As happy and joyful as my time spent with him was. There was a part of me that remained sad and out of place... I soon found my only real happiness was the few stolen hours locked inside his studio. I felt out of place in this foreign country. Alienated... without the language skills to adapt well in society. I found my interests were not with the few friends I had around me. I was homesick for my own country... for the familiarity of things, for English, and I was torn.

He knew all this, and felt my sadness. He was really in-tune with my needs and felt helpless to do anything to relieve this suffering I had inside. He knew my wishes were to return to the US and live where I felt most at home. When that opportunity came up, he encouraged me to do so even though it meant leaving him. He told me I was free to go, that he supported anything that made me happy. He was giving me permission to leave him. I was torn, needing him and needing to be home. I didn't know which way to go, what was right, what I should do. I felt this was the beginning to the end... and it was.
LayDbug LayDbug
46-50, F
5 Responses Nov 30, 2012

This is truly a breathtakingly beautiful recount.

The way you write of this man....catching a woman unaware...they know they are intrigued...but he see that there is a depth to it they themselves don't yet know. He can see the truth - how very easily they could be led into this world...a world that a part of them has always know it belonged in. And he knows - without a doubt - it would be something utterly beautiful.

I love how you capture that moment....that tensing of a woman's flesh as a whisper causes their body to clench...just under the skin...and yet - to their core...and they are turned on....suddenly very aware of their desires, and carefully planned actions just before find her suddenly alive in ways that will transform her world....from that point on...forever.

I love how you relived that moment when he saw a woman suddenly swept by her own desires to a place you know she has never been before...and you know that somehow she has always ached for something just like this....and that there can be so many moments...so many very different moments...just like this...as he explores the beauty of the desires he knows are buried deep inside her soul. And I like that hint of his seeing you discover others that can be carefully planted, nurtured, and grown into something amazing for them both.

I love that sense of "energy" that fills the air when she suddenly realizes she is so completely and deeply immersed in her own desires that there is no hope of ever returning to the innocence of "what was" before this moment....but that does not matter. ...that sense of knowing that - for now - this is where she BELONGS!
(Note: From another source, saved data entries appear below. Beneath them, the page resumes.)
use crate::error::AppError;
use chrono::{DateTime, Duration, Utc};
use jsonwebtoken::{decode, encode, DecodingKey, EncodingKey, Header, Validation};
use serde::{Deserialize, Serialize};

/// How long an issued token stays valid.
pub const TOKEN_LIFETIME_HOURS: i64 = 2;

/// Represents the claims encoded within a session token.
#[derive(Debug, Serialize, Deserialize, Clone, PartialEq, Eq)]
pub struct Claims {
    /// Account id.
    pub sub: i32,
    pub username: String,
    /// Issued at, seconds since epoch.
    pub iat: i64,
    /// Expiration, seconds since epoch.
    pub exp: i64,
}

impl Claims {
    pub fn new(account_id: i32, username: &str, issued_at: DateTime<Utc>) -> Self {
        let expires_at = issued_at + Duration::hours(TOKEN_LIFETIME_HOURS);
        Self {
            sub: account_id,
            username: username.to_string(),
            iat: issued_at.timestamp(),
            exp: expires_at.timestamp(),
        }
    }
}

/// Signing and verification keys derived from the configured secret.
///
/// Built once at startup and shared with handlers and [`AuthMiddleware`](super::AuthMiddleware)
/// through `web::Data`.
#[derive(Clone)]
pub struct TokenKeys {
    encoding: EncodingKey,
    decoding: DecodingKey,
    validation: Validation,
}

impl TokenKeys {
    pub fn from_secret(secret: &str) -> Self {
        let mut validation = Validation::default();
        validation.leeway = 0;
        Self {
            encoding: EncodingKey::from_secret(secret.as_bytes()),
            decoding: DecodingKey::from_secret(secret.as_bytes()),
            validation,
        }
    }

    /// Issues a token for the account, expiring [`TOKEN_LIFETIME_HOURS`] from now.
    pub fn issue(&self, account_id: i32, username: &str) -> Result<String, AppError> {
        self.encode(&Claims::new(account_id, username, Utc::now()))
    }

    pub fn encode(&self, claims: &Claims) -> Result<String, AppError> {
        encode(&Header::default(), claims, &self.encoding)
            .map_err(|e| AppError::internal("Failed to generate token", e))
    }

    /// Checks signature and expiry and returns the decoded claims.
    ///
    /// Any failure (malformed token, wrong signature, expired) is `Unauthorized`.
    pub fn verify(&self, token: &str) -> Result<Claims, AppError> {
        let data = decode::<Claims>(token, &self.decoding, &self.validation)?;
        Ok(data.claims)
    }
}
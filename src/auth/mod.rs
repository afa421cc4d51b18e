pub mod extractors;
pub mod middleware;
pub mod password;
pub mod token;

use serde::{Deserialize, Serialize};
use validator::Validate;

use crate::models::not_blank;

pub use extractors::AuthenticatedUser;
pub use middleware::AuthMiddleware;
pub use password::{hash_password, verify_password};
pub use token::{Claims, TokenKeys, TOKEN_LIFETIME_HOURS};

/// Represents the payload for a new account registration request.
#[derive(Debug, Serialize, Deserialize, Validate)]
pub struct RegisterRequest {
    /// Desired username. Stored trimmed and lowercased.
    #[validate(custom = "not_blank")]
    pub username: String,
    #[validate(length(min = 1))]
    pub password: String,
}

/// Represents the payload for a login request.
#[derive(Debug, Serialize, Deserialize, Validate)]
pub struct LoginRequest {
    #[validate(custom = "not_blank")]
    pub username: String,
    #[validate(length(min = 1))]
    pub password: String,
}

/// Returned by a successful login.
#[derive(Debug, Serialize, Deserialize)]
pub struct AuthResponse {
    /// Signed session token, sent back as `Authorization: Bearer <token>`.
    pub token: String,
    /// The normalized username the token was issued for.
    pub username: String,
}
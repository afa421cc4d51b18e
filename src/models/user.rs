use sqlx::FromRow;

/// A registered account as stored in the `users_app` table.
///
/// Not `Serialize`: the password hash stays inside the auth handlers.
#[derive(Debug, Clone, FromRow)]
pub struct Account {
    pub id: i32,
    /// Lowercased, trimmed username. Unique across accounts.
    pub username: String,
    pub password_hash: String,
}

/// Normal form used for storing and looking up usernames.
pub fn normalize_username(username: &str) -> String {
    username.trim().to_lowercase()
}
//! # tokenizer
//!
//! A grammar-driven lexical scanner.
//!
//! A grammar is an ordered list of `(pattern, name)` rules, usually loaded from a plain text
//! file (see [grammar](tokenizer::grammar)). The scanner walks the input left to right: it skips
//! whitespace, tries every rule anchored at the current position in grammar order, and keeps the
//! first one that matches. Characters no rule recognizes are dropped silently.
//!
//! Order is priority. This is not a longest-match lexer: an earlier rule wins even when a later
//! one would have matched more input.
//!
//! File Layout
//!
//! src/tokenizer
//!   ├── grammar     Rules, grammars and the grammar file loader
//!   ├── matcher     Anchored pattern matching over the remaining input
//!   ├── scanner     The skip / match / advance loop
//!   ├── sink        The capacity-bounded token buffer handed to callers
//!   ├── observer    Match events and the diagnostics printed from them
//!   ├── formats     Output renderings used by the binary
//!   ├── config      Layered TOML configuration
//!   └── testing     Acceptance fixtures and the self-test runner

pub mod tokenizer;

pub use tokenizer::error::{Error, Result};
pub use tokenizer::grammar::{Grammar, GrammarLoader, Rule};
pub use tokenizer::scanner::Scanner;
pub use tokenizer::sink::TokenSink;
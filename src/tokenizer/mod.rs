//! Main module for tokenizer library functionality

pub mod config;
pub mod error;
pub mod formats;
pub mod grammar;
pub mod matcher;
pub mod observer;
pub mod scanner;
pub mod sink;
pub mod testing;
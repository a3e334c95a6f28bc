//! Layered configuration
//!
//! `defaults/tokenizer.default.toml` is embedded into the crate so that the documented defaults
//! and the runtime defaults cannot drift apart. Applications layer user files and overrides on
//! top of it with [`Loader`] before deserializing into [`TokenizerConfig`].

use super::error::{Error, Result};
use super::grammar::{Grammar, GrammarLoader, BUILTIN_GRAMMAR_SOURCE};
use config::builder::DefaultState;
use config::{Config, ConfigBuilder, ConfigError, File, FileFormat};
use serde::Deserialize;
use std::path::{Path, PathBuf};

const DEFAULT_TOML: &str = include_str!("../../defaults/tokenizer.default.toml");

/// File picked up from the working directory when present
pub const LOCAL_CONFIG_FILE: &str = "tokenizer.toml";

/// Top-level configuration consumed by the tokenizer binary.
#[derive(Debug, Clone, Default, Deserialize)]
pub struct TokenizerConfig {
    #[serde(default)]
    pub grammar: GrammarConfig,
    #[serde(default)]
    pub output: OutputConfig,
}

/// Which grammar to load and how much of it.
#[derive(Debug, Clone, Default, Deserialize)]
pub struct GrammarConfig {
    /// Grammar file; `None` selects the built-in grammar
    #[serde(default)]
    pub path: Option<PathBuf>,
    /// Rules to read from the top of the grammar; `None` reads them all
    #[serde(default)]
    pub rule_count: Option<i64>,
}

impl GrammarConfig {
    /// The validated rule count.
    pub fn rule_limit(&self) -> Result<Option<usize>> {
        match self.rule_count {
            None => Ok(None),
            Some(count) if count > 0 => usize::try_from(count)
                .map(Some)
                .map_err(|_| Error::InvalidInvocation(format!("rule count {count} is too large"))),
            Some(_) => Err(Error::InvalidInvocation(
                "number of tokens must be positive".to_string(),
            )),
        }
    }

    /// Load the configured grammar, or the built-in one when no path is set.
    pub fn load(&self) -> Result<Grammar> {
        let limit = self.rule_limit()?;
        let loader = match &self.path {
            Some(path) => GrammarLoader::from_path(path)?,
            None => GrammarLoader::from_string(BUILTIN_GRAMMAR_SOURCE),
        };
        Ok(loader.load(limit))
    }
}

#[derive(Debug, Clone, Default, Deserialize)]
pub struct OutputConfig {
    #[serde(default)]
    pub format: OutputFormat,
}

/// How the binary renders a scan.
#[derive(Debug, Clone, Copy, Default, PartialEq, Eq, Deserialize)]
#[serde(rename_all = "kebab-case")]
pub enum OutputFormat {
    /// `<token>\t<rule name>` per match
    #[default]
    Tsv,
    /// One token per line
    Tokens,
    /// Pretty JSON array of match records
    Json,
}

/// Settings given on the command line; each one that is set wins over every file.
#[derive(Debug, Clone, Default)]
pub struct Overrides {
    pub grammar_path: Option<PathBuf>,
    /// Rule count as typed; text that is not a number counts as zero
    pub rule_count: Option<String>,
    pub format: Option<String>,
}

/// Builds a [`TokenizerConfig`] from the embedded defaults and the layers put on top of them.
#[derive(Debug, Clone)]
pub struct Loader {
    builder: ConfigBuilder<DefaultState>,
}

impl Loader {
    /// Start from the embedded defaults alone.
    pub fn new() -> Self {
        let builder = Config::builder().add_source(File::from_str(DEFAULT_TOML, FileFormat::Toml));
        Self { builder }
    }

    /// The layering the binary uses: defaults, then [`LOCAL_CONFIG_FILE`] if it exists in the
    /// working directory, then `config_file`, which must exist.
    pub fn for_invocation(config_file: Option<&Path>) -> Self {
        let loader = Self::new().layer(LOCAL_CONFIG_FILE, false);
        match config_file {
            Some(path) => loader.layer(path, true),
            None => loader,
        }
    }

    /// Layer a configuration file that must exist.
    pub fn with_file(self, path: impl AsRef<Path>) -> Self {
        self.layer(path, true)
    }

    /// Apply command-line settings over every file layer.
    pub fn with_overrides(mut self, overrides: &Overrides) -> Result<Self, ConfigError> {
        if let Some(path) = &overrides.grammar_path {
            self.builder = self
                .builder
                .set_override("grammar.path", path.to_string_lossy().into_owned())?;
        }
        if let Some(count) = &overrides.rule_count {
            self.builder = self
                .builder
                .set_override("grammar.rule_count", parse_rule_count(count))?;
        }
        if let Some(format) = &overrides.format {
            self.builder = self.builder.set_override("output.format", format.as_str())?;
        }
        Ok(self)
    }

    /// Merge the layers and deserialize them.
    pub fn build(self) -> Result<TokenizerConfig, ConfigError> {
        self.builder.build()?.try_deserialize()
    }

    fn layer(mut self, path: impl AsRef<Path>, required: bool) -> Self {
        let source = File::from(path.as_ref())
            .format(FileFormat::Toml)
            .required(required);
        self.builder = self.builder.add_source(source);
        self
    }
}

impl Default for Loader {
    fn default() -> Self {
        Self::new()
    }
}

/// Non-numeric counts become 0 so they are rejected as non-positive rather than ignored.
fn parse_rule_count(text: &str) -> i64 {
    text.trim().parse().unwrap_or(0)
}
Yes, I do read it (and relate) from a place somewhere on the other side of this man's brush than you, and I do think you've captured the beauty and the art of it quite splendidly!
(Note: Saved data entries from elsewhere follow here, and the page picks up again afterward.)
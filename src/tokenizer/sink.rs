//! Token buffer
//!
//! `TokenSink` is the scanner's output: a pre-sized, append-only sequence of token texts. Every
//! slot past the produced tokens is an explicit empty marker (`None`), so a caller holding only
//! the slots can still tell how many tokens were produced.
//!
//! An input of `n` characters produces at most `n` tokens (every scan step consumes at least one
//! character), so a capacity of the input's character count can never overflow.

use thiserror::Error;

/// `append` was called on a full sink
#[derive(Debug, Clone, Copy, PartialEq, Eq, Error)]
#[error("token buffer is full (capacity {capacity})")]
pub struct CapacityError {
    pub capacity: usize,
}

/// A capacity-bounded, ordered buffer of matched substrings.
#[derive(Debug, Clone, PartialEq, Eq)]
pub struct TokenSink {
    slots: Vec<Option<String>>,
    len: usize,
}

impl TokenSink {
    /// A sink with `capacity` slots, all empty.
    pub fn with_capacity(capacity: usize) -> Self {
        Self {
            slots: vec![None; capacity],
            len: 0,
        }
    }

    /// A sink large enough for any scan of `input`.
    pub fn for_input(input: &str) -> Self {
        Self::with_capacity(input.chars().count())
    }

    /// Store `token` in the next empty slot.
    pub fn append(&mut self, token: impl Into<String>) -> Result<(), CapacityError> {
        let capacity = self.slots.len();
        let slot = self
            .slots
            .get_mut(self.len)
            .ok_or(CapacityError { capacity })?;
        *slot = Some(token.into());
        self.len += 1;
        Ok(())
    }

    /// Number of tokens produced
    pub fn len(&self) -> usize {
        self.len
    }

    pub fn is_empty(&self) -> bool {
        self.len == 0
    }

    pub fn capacity(&self) -> usize {
        self.slots.len()
    }

    pub fn get(&self, index: usize) -> Option<&str> {
        self.slots.get(index).and_then(|slot| slot.as_deref())
    }

    /// Every slot, including the trailing empty markers
    pub fn slots(&self) -> &[Option<String>] {
        &self.slots
    }

    /// The produced tokens in order
    pub fn tokens(&self) -> impl Iterator<Item = &str> + '_ {
        self.slots[..self.len].iter().filter_map(|slot| slot.as_deref())
    }

    /// Hand the produced tokens over to the caller, dropping the empty markers.
    pub fn into_tokens(self) -> Vec<String> {
        self.slots.into_iter().take(self.len).flatten().collect()
    }
}
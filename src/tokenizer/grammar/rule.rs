//! A single lexical rule: a pattern and the name shown when it matches.

use std::fmt;

/// One `(pattern, name)` lexical definition.
///
/// The pattern is regular-expression text in the dialect of the `regex` crate. The name is a
/// display label only; it never reaches the token buffer.
#[derive(Debug, Clone, PartialEq, Eq, Hash)]
pub struct Rule {
    pattern: String,
    name: String,
}

impl Rule {
    pub fn new(pattern: impl Into<String>, name: impl Into<String>) -> Self {
        Self {
            pattern: pattern.into(),
            name: name.into(),
        }
    }

    pub fn pattern(&self) -> &str {
        &self.pattern
    }

    pub fn name(&self) -> &str {
        &self.name
    }
}

impl fmt::Display for Rule {
    fn fmt(&self, f: &mut fmt::Formatter<'_>) -> fmt::Result {
        write!(f, "{}\t{}", self.pattern, self.name)
    }
}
I will be sharing this post with a very special woman I know....someone who can very much appreciate what is written here.

You have done well. I very much like that you shared this here.

Amazing recount of a very personal journey. Many stories are told here on EP. Very few open up and bare their soul. Your master was masterful in his technique. He was an artist on your soul and psyche. It is sad that you could not remain together. But glorious that you found a soulmate for a time. Thank you for sharing this with us.

wow ! what an intense passionate revealing story ! did you find another dom to serve when you returned to the US? very well written and exciting ! kudos !

Your experience as described is a beginning of a journey for you into the satisfaction of your desires. Once awakened these desires are very diffocult to supress. In your further exploration of the D/s lifestyle exercise good judgement in finding a partner that can meet your needs and demonstrate respect for your limits. There are too many "Doms" in the world that have zero experience and less than zero respect for you as a person let alone as a submissive.

Yes, I've met those that are not respectful and have warped ideas about what being a Dom means. I've listened to my gut instinct and have steered clear so far. I hope that good judgement and common sense always lead me. Thanks for your very insightful reply!

What an amazing experience. Yes, it does seem to have been your awakening to your inner desires.